*Records provided*:
====

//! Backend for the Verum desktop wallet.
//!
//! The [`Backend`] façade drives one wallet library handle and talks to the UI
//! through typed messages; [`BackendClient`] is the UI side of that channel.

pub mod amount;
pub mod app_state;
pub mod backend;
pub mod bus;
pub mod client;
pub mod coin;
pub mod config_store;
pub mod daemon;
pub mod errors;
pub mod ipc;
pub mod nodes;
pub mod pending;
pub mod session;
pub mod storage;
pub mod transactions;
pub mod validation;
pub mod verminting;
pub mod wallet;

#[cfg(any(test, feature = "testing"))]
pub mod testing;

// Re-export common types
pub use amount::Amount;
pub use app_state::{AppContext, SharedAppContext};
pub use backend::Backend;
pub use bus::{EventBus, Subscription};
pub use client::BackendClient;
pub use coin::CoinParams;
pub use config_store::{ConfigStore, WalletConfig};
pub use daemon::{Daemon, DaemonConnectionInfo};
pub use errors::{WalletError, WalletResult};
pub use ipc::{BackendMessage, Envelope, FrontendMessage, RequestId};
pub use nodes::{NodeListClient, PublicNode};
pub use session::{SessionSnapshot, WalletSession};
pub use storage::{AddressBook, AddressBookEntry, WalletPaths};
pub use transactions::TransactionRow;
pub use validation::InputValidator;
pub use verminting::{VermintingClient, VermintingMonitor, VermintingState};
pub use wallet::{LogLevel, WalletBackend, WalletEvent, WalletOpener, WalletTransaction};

====

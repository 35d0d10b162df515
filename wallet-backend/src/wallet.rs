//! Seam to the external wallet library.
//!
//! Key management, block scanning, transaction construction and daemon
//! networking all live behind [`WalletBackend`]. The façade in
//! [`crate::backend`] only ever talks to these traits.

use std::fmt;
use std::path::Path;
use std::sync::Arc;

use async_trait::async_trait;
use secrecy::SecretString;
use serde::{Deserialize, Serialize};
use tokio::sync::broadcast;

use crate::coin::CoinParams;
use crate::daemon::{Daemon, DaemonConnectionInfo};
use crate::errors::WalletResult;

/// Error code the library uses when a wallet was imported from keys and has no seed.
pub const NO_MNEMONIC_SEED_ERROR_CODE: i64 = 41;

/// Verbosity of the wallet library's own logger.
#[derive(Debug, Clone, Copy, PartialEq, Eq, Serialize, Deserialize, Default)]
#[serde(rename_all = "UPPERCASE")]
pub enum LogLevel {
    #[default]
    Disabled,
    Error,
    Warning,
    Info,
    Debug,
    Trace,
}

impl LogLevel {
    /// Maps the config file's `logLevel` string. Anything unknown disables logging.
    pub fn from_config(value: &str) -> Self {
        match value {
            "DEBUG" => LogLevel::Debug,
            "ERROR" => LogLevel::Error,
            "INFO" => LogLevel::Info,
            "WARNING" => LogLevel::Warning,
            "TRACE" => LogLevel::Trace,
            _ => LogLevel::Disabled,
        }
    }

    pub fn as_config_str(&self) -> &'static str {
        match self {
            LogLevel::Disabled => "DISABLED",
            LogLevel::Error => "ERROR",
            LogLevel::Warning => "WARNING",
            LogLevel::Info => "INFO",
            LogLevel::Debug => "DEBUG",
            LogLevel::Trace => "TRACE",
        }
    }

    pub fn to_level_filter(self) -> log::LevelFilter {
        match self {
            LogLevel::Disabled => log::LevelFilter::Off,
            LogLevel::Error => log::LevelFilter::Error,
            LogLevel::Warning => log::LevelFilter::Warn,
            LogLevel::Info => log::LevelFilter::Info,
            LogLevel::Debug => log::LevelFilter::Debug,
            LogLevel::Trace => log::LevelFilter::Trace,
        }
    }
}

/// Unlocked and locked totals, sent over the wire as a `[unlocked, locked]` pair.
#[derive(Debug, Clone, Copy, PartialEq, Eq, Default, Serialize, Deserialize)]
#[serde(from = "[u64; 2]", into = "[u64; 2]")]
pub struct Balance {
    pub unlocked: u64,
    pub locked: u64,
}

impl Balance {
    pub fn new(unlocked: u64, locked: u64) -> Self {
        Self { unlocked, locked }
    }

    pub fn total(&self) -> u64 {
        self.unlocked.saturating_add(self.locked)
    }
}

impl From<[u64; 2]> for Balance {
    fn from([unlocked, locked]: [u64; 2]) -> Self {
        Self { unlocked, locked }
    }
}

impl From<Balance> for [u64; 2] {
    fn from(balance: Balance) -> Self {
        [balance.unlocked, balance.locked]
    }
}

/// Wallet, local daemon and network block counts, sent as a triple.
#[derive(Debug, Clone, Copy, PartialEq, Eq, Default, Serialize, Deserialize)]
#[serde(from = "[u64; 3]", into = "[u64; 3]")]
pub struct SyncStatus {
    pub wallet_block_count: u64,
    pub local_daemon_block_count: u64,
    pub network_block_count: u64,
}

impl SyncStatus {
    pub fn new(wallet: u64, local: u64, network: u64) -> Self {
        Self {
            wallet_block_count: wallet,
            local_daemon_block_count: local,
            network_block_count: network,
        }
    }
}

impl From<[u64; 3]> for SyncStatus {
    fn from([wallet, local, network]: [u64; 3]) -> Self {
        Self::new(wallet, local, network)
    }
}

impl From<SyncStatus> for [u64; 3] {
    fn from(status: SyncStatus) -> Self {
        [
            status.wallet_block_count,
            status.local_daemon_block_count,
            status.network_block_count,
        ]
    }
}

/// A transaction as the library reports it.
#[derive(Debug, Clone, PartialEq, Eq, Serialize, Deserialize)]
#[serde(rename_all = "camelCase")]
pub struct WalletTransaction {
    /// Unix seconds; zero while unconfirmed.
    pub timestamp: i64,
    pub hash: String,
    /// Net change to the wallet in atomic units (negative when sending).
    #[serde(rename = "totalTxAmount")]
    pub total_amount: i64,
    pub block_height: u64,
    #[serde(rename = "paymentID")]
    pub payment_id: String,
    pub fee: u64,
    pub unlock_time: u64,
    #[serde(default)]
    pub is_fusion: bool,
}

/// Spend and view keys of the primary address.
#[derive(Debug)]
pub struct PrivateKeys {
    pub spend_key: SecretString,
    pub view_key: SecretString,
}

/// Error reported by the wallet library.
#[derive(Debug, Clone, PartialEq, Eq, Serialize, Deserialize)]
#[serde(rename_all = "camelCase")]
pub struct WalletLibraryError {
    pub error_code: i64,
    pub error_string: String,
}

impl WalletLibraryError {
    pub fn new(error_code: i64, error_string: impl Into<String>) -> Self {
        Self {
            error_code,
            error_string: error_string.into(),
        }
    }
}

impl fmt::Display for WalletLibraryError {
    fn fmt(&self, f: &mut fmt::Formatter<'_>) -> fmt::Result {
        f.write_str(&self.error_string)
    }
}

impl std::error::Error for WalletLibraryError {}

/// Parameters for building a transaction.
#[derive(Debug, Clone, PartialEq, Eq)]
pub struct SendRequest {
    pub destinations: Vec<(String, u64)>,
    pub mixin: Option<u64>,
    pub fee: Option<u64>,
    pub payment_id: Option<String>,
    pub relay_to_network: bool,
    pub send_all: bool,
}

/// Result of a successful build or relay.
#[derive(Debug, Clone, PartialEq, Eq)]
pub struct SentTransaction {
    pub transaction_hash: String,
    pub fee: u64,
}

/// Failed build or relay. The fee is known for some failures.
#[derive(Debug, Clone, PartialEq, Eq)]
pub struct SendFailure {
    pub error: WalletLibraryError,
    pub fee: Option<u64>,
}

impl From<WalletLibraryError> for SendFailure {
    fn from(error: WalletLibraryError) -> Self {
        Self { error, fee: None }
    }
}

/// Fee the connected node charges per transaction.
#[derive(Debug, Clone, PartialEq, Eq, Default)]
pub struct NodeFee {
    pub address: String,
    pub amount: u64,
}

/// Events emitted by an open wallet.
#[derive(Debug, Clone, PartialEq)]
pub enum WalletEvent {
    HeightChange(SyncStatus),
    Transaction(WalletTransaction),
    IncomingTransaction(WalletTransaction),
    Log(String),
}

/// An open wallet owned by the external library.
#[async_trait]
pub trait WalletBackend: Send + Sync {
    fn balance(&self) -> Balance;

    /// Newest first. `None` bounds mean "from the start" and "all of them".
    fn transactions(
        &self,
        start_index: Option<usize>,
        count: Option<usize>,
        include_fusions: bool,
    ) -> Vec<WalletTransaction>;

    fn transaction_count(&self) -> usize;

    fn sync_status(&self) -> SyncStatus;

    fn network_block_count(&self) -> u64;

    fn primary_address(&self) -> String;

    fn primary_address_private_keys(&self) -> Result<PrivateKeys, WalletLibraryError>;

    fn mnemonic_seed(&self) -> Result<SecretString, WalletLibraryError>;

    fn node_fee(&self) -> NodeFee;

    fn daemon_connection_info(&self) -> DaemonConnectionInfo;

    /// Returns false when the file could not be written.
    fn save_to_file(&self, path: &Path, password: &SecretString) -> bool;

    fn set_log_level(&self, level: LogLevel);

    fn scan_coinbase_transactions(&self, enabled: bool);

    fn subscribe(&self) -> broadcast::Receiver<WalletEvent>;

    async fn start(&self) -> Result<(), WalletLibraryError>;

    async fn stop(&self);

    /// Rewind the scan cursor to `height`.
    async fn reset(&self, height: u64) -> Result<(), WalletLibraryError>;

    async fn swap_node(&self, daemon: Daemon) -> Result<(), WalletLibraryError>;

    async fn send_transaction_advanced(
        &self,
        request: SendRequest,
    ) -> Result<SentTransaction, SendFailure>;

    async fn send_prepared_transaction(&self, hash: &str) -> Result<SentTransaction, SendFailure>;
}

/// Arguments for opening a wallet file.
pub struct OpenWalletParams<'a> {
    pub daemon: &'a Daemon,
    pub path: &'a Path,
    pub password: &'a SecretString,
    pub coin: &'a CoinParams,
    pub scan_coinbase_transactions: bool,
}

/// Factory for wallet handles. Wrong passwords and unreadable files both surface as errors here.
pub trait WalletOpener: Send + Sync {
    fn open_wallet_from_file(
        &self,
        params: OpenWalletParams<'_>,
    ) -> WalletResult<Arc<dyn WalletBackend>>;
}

====

Return, in full, every line of these entries that holds "talks".

*Answer to this task*:
//! The [`Backend`] façade drives one wallet library handle and talks to the UI
//! [`crate::backend`] only ever talks to these traits.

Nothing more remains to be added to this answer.